About this task. When a line of the listing below has the string "return" in it, copy that line.

Source material Start Marker

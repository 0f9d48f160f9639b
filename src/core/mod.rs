//! Shared data model: worker identity, capacity, and request/decision types.

pub mod worker;

pub use worker::{DynamicInfo, GroupId, StaticInfo, WorkerId, WorkerRole};

use serde::{Deserialize, Serialize};

/// Which deployment topology a [`RoutingPolicy`](crate::policies::RoutingPolicy) is picking for.
#[derive(Debug, Clone, Copy, PartialEq, Eq)]
pub enum DeployMode {
    SingleNode,
    PdDisaggregated,
}

/// How a request's `body` should be interpreted.
#[derive(Debug, Clone, Copy, PartialEq, Eq, Serialize, Deserialize)]
#[serde(rename_all = "snake_case")]
pub enum RequestType {
    OpenAi,
    Raw,
    Tokens,
}

/// A single inference request as submitted to the scheduler.
#[derive(Debug, Clone, Serialize, Deserialize)]
pub struct Request {
    pub id: String,
    #[serde(rename = "type")]
    pub request_type: RequestType,
    pub body: RequestBody,
}

/// `body` is an opaque string for all types except `Tokens`, where it is an
/// ordered sequence of token ids.
#[derive(Debug, Clone, Serialize, Deserialize)]
#[serde(untagged)]
pub enum RequestBody {
    Text(String),
    Tokens(Vec<u32>),
}

impl RequestBody {
    pub fn as_text(&self) -> Option<&str> {
        match self {
            RequestBody::Text(s) => Some(s),
            RequestBody::Tokens(_) => None,
        }
    }
}

/// The outcome of a routing policy's `Pick`.
#[derive(Debug, Clone, Copy, PartialEq, Eq)]
pub enum RoutingDecision {
    Single(WorkerId),
    Pair(WorkerId, WorkerId),
}
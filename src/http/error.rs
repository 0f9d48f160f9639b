//! Maps [`CoordinatorError`] onto the HTTP error envelope described in the
//! error-handling design: a status code, an `X-Error-Code` header, and a
//! `{error: {message, code}}` JSON body.

use axum::http::{HeaderName, HeaderValue, StatusCode};
use axum::response::{IntoResponse, Response};
use axum::Json;
use serde::Serialize;

use crate::errors::CoordinatorError;

pub struct ApiError(CoordinatorError);

impl From<CoordinatorError> for ApiError {
    fn from(err: CoordinatorError) -> Self {
        Self(err)
    }
}

#[derive(Serialize)]
struct ErrorBody {
    error: ErrorDetail,
}

#[derive(Serialize)]
struct ErrorDetail {
    message: String,
    code: String,
}

fn status_for(err: &CoordinatorError) -> StatusCode {
    match err {
        CoordinatorError::InvalidInput { .. } | CoordinatorError::InvalidParameter { .. } => {
            StatusCode::BAD_REQUEST
        }
        CoordinatorError::NotFound { .. } => StatusCode::NOT_FOUND,
        CoordinatorError::Unavailable { .. } => StatusCode::SERVICE_UNAVAILABLE,
        CoordinatorError::OperationRepeat { .. } => StatusCode::CONFLICT,
        CoordinatorError::ResourceExhausted { .. } => StatusCode::TOO_MANY_REQUESTS,
        CoordinatorError::CallError { .. }
        | CoordinatorError::Kube { .. }
        | CoordinatorError::Http { .. }
        | CoordinatorError::Json { .. }
        | CoordinatorError::Io { .. }
        | CoordinatorError::Exception { .. } => StatusCode::INTERNAL_SERVER_ERROR,
    }
}

impl IntoResponse for ApiError {
    fn into_response(self) -> Response {
        let status = status_for(&self.0);
        let code = self.0.code();
        let body = ErrorBody {
            error: ErrorDetail {
                message: self.0.to_string(),
                code: code.clone(),
            },
        };
        let mut response = (status, Json(body)).into_response();
        if let Ok(value) = HeaderValue::from_str(&code) {
            response
                .headers_mut()
                .insert(HeaderName::from_static("x-error-code"), value);
        }
        response
    }
}
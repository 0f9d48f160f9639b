//! LoadBalance policy: declared but not implemented. Kept as a stable
//! placeholder so the configuration surface (`algorithm_type=load_balance`)
//! does not regress if selected.

use crate::core::{DeployMode, RequestBody, RequestType, RoutingDecision};
use crate::errors::{CoordinatorError, Feature, Module, Result};
use crate::node_store::NodeStore;

use super::RoutingPolicy;

pub struct LoadBalancePolicy;

impl Default for LoadBalancePolicy {
    fn default() -> Self {
        Self::new()
    }
}

impl LoadBalancePolicy {
    pub fn new() -> Self {
        Self
    }
}

impl RoutingPolicy for LoadBalancePolicy {
    fn pick(
        &self,
        _store: &NodeStore,
        _mode: DeployMode,
        _request_type: RequestType,
        _body: &RequestBody,
    ) -> Result<RoutingDecision> {
        Err(CoordinatorError::Unavailable {
            module: Module::Policy,
            feature: Feature::LoadBalance,
        })
    }

    fn name(&self) -> &'static str {
        "load_balance"
    }
}
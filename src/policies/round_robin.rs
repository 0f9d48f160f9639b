//! RoundRobin policy: cursor advances before the availability scan, one
//! revolution per call, independent per-P decode sub-cursor in PD mode.
//!
//! Grounded on `RoundRobinExecutor.cpp`: `SingleNodeExecute` advances the
//! cursor modulo list size *before* testing availability and stops at the
//! first hit within one revolution; `PickDNodeByP` keeps one sub-cursor per
//! Prefill id into that Prefill's decode-peer list.

use dashmap::DashMap;
use parking_lot::Mutex;

use crate::core::{DeployMode, RequestBody, RequestType, RoutingDecision, WorkerId};
use crate::errors::{CoordinatorError, Feature, Module, Result};
use crate::node_store::NodeStore;

use super::RoutingPolicy;

pub struct RoundRobinPolicy {
    cursor: Mutex<usize>,
    prefill_cursor: Mutex<usize>,
    /// Per-Prefill decode sub-cursor, keyed by Prefill worker id.
    decode_cursors: DashMap<WorkerId, usize>,
}

impl Default for RoundRobinPolicy {
    fn default() -> Self {
        Self::new()
    }
}

impl RoundRobinPolicy {
    pub fn new() -> Self {
        Self {
            cursor: Mutex::new(0),
            prefill_cursor: Mutex::new(0),
            decode_cursors: DashMap::new(),
        }
    }

    fn pick_single(&self, store: &NodeStore) -> Result<RoutingDecision> {
        let nodes = store.get_node_list();
        if nodes.is_empty() {
            return Err(CoordinatorError::Unavailable {
                module: Module::Policy,
                feature: Feature::RoundRobin,
            });
        }
        let len = nodes.len();
        let mut cursor = self.cursor.lock();
        for _ in 0..len {
            *cursor = (*cursor + 1) % len;
            let candidate = nodes[*cursor];
            if let Some((static_info, dynamic_info)) = store.get_by_id(candidate) {
                if static_info.is_available(&dynamic_info) {
                    return Ok(RoutingDecision::Single(candidate));
                }
            }
        }
        Err(CoordinatorError::Unavailable {
            module: Module::Policy,
            feature: Feature::RoundRobin,
        })
    }

    fn pick_pair(&self, store: &NodeStore) -> Result<RoutingDecision> {
        let prefills = store.get_prefill_list();
        if prefills.is_empty() {
            return Err(CoordinatorError::Unavailable {
                module: Module::Policy,
                feature: Feature::RoundRobin,
            });
        }
        let p2d = store.get_p2d();
        let len = prefills.len();
        let mut cursor = self.prefill_cursor.lock();
        for _ in 0..len {
            *cursor = (*cursor + 1) % len;
            let p = prefills[*cursor];
            let Some((p_static, p_dynamic)) = store.get_by_id(p) else {
                continue;
            };
            if !p_static.is_available(&p_dynamic) {
                continue;
            }
            let Some(decodes) = p2d.get(&p) else {
                continue;
            };
            if decodes.is_empty() {
                continue;
            }
            if let Some(d) = self.pick_decode_for_prefill(store, p, decodes) {
                return Ok(RoutingDecision::Pair(p, d));
            }
        }
        Err(CoordinatorError::Unavailable {
            module: Module::Policy,
            feature: Feature::RoundRobin,
        })
    }

    fn pick_decode_for_prefill(
        &self,
        store: &NodeStore,
        prefill: WorkerId,
        decodes: &[WorkerId],
    ) -> Option<WorkerId> {
        let len = decodes.len();
        let mut entry = self.decode_cursors.entry(prefill).or_insert(0);
        for _ in 0..len {
            *entry = (*entry + 1) % len;
            let candidate = decodes[*entry];
            if let Some((static_info, dynamic_info)) = store.get_by_id(candidate) {
                if static_info.is_available(&dynamic_info) {
                    return Some(candidate);
                }
            }
        }
        None
    }
}

impl RoutingPolicy for RoundRobinPolicy {
    fn pick(
        &self,
        store: &NodeStore,
        mode: DeployMode,
        _request_type: RequestType,
        _body: &RequestBody,
    ) -> Result<RoutingDecision> {
        match mode {
            DeployMode::SingleNode => self.pick_single(store),
            DeployMode::PdDisaggregated => self.pick_pair(store),
        }
    }

    fn name(&self) -> &'static str {
        "round_robin"
    }
}

#[cfg(test)]
mod tests {
    use super::*;
    use crate::core::{DynamicInfo, StaticInfo, WorkerRole};

    fn register_three(store: &NodeStore) {
        for id in 1..=3u64 {
            store.register(vec![StaticInfo {
                id: WorkerId(id),
                role: WorkerRole::Undefined,
                label: "w".into(),
                max_seq_len: 1,
                max_output_len: 1,
                total_slots: 10,
                total_blocks: 10,
                block_size: 1,
            }]);
            store.update(vec![(
                WorkerId(id),
                DynamicInfo {
                    avail_slots: 5,
                    avail_blocks: 5,
                    peers: vec![],
                },
            )]);
        }
    }

    #[test]
    fn single_node_round_robins_in_order() {
        let store = NodeStore::new();
        register_three(&store);
        let policy = RoundRobinPolicy::new();
        let mut picks = vec![];
        for _ in 0..6 {
            match policy
                .pick(&store, DeployMode::SingleNode, RequestType::Raw, &RequestBody::Text(String::new()))
                .unwrap()
            {
                RoutingDecision::Single(id) => picks.push(id.0),
                _ => panic!("expected single"),
            }
        }
        assert_eq!(picks, vec![1, 2, 3, 1, 2, 3]);
    }

    #[test]
    fn single_node_skips_unavailable_worker() {
        let store = NodeStore::new();
        register_three(&store);
        // Make worker 2 unavailable.
        store.update(vec![(
            WorkerId(2),
            DynamicInfo {
                avail_slots: 0,
                avail_blocks: 5,
                peers: vec![],
            },
        )]);
        let policy = RoundRobinPolicy::new();
        // Drain the first revolution to land cursor at a known spot.
        let mut picks = vec![];
        for _ in 0..3 {
            match policy
                .pick(&store, DeployMode::SingleNode, RequestType::Raw, &RequestBody::Text(String::new()))
                .unwrap()
            {
                RoutingDecision::Single(id) => picks.push(id.0),
                _ => panic!("expected single"),
            }
        }
        assert_eq!(picks, vec![1, 3, 1]);
    }

    #[test]
    fn unavailable_when_all_fleet_fails_availability() {
        let store = NodeStore::new();
        store.register(vec![StaticInfo {
            id: WorkerId(1),
            role: WorkerRole::Undefined,
            label: "w".into(),
            max_seq_len: 1,
            max_output_len: 1,
            total_slots: 10,
            total_blocks: 10,
            block_size: 1,
        }]);
        store.update(vec![(
            WorkerId(1),
            DynamicInfo {
                avail_slots: 0,
                avail_blocks: 0,
                peers: vec![],
            },
        )]);
        let policy = RoundRobinPolicy::new();
        let result = policy.pick(&store, DeployMode::SingleNode, RequestType::Raw, &RequestBody::Text(String::new()));
        assert!(matches!(result, Err(CoordinatorError::Unavailable { .. })));
    }

    #[test]
    fn pd_disaggregated_cycles_prefill_and_matching_decode_peers() {
        let store = NodeStore::new();
        for id in 0..3u64 {
            store.register(vec![StaticInfo {
                id: WorkerId(id),
                role: WorkerRole::Prefill,
                label: "p".into(),
                max_seq_len: 1,
                max_output_len: 1,
                total_slots: 10,
                total_blocks: 10,
                block_size: 1,
            }]);
        }
        for id in 3..5u64 {
            store.register(vec![StaticInfo {
                id: WorkerId(id),
                role: WorkerRole::Decode,
                label: "d".into(),
                max_seq_len: 1,
                max_output_len: 1,
                total_slots: 10,
                total_blocks: 10,
                block_size: 1,
            }]);
        }
        store.update(vec![
            (WorkerId(0), DynamicInfo { avail_slots: 5, avail_blocks: 5, peers: vec![] }),
            (WorkerId(1), DynamicInfo { avail_slots: 5, avail_blocks: 5, peers: vec![] }),
            (WorkerId(2), DynamicInfo { avail_slots: 5, avail_blocks: 5, peers: vec![] }),
            (WorkerId(3), DynamicInfo { avail_slots: 5, avail_blocks: 5, peers: vec![WorkerId(0), WorkerId(2)] }),
            (WorkerId(4), DynamicInfo { avail_slots: 5, avail_blocks: 5, peers: vec![WorkerId(1)] }),
        ]);

        let policy = RoundRobinPolicy::new();
        let mut prefill_picks = vec![];
        for _ in 0..6 {
            match policy
                .pick(&store, DeployMode::PdDisaggregated, RequestType::Raw, &RequestBody::Text(String::new()))
                .unwrap()
            {
                RoutingDecision::Pair(p, d) => {
                    prefill_picks.push(p.0);
                    assert!(d.0 == 3 || d.0 == 4);
                }
                _ => panic!("expected pair"),
            }
        }
        assert_eq!(prefill_picks, vec![1, 2, 0, 1, 2, 0]);
    }
}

Source material End Marker

Task solution.
            return Err(CoordinatorError::Unavailable {
                    return Ok(RoutingDecision::Single(candidate));
            return Err(CoordinatorError::Unavailable {
                return Ok(RoutingDecision::Pair(p, d));
                    return Some(candidate);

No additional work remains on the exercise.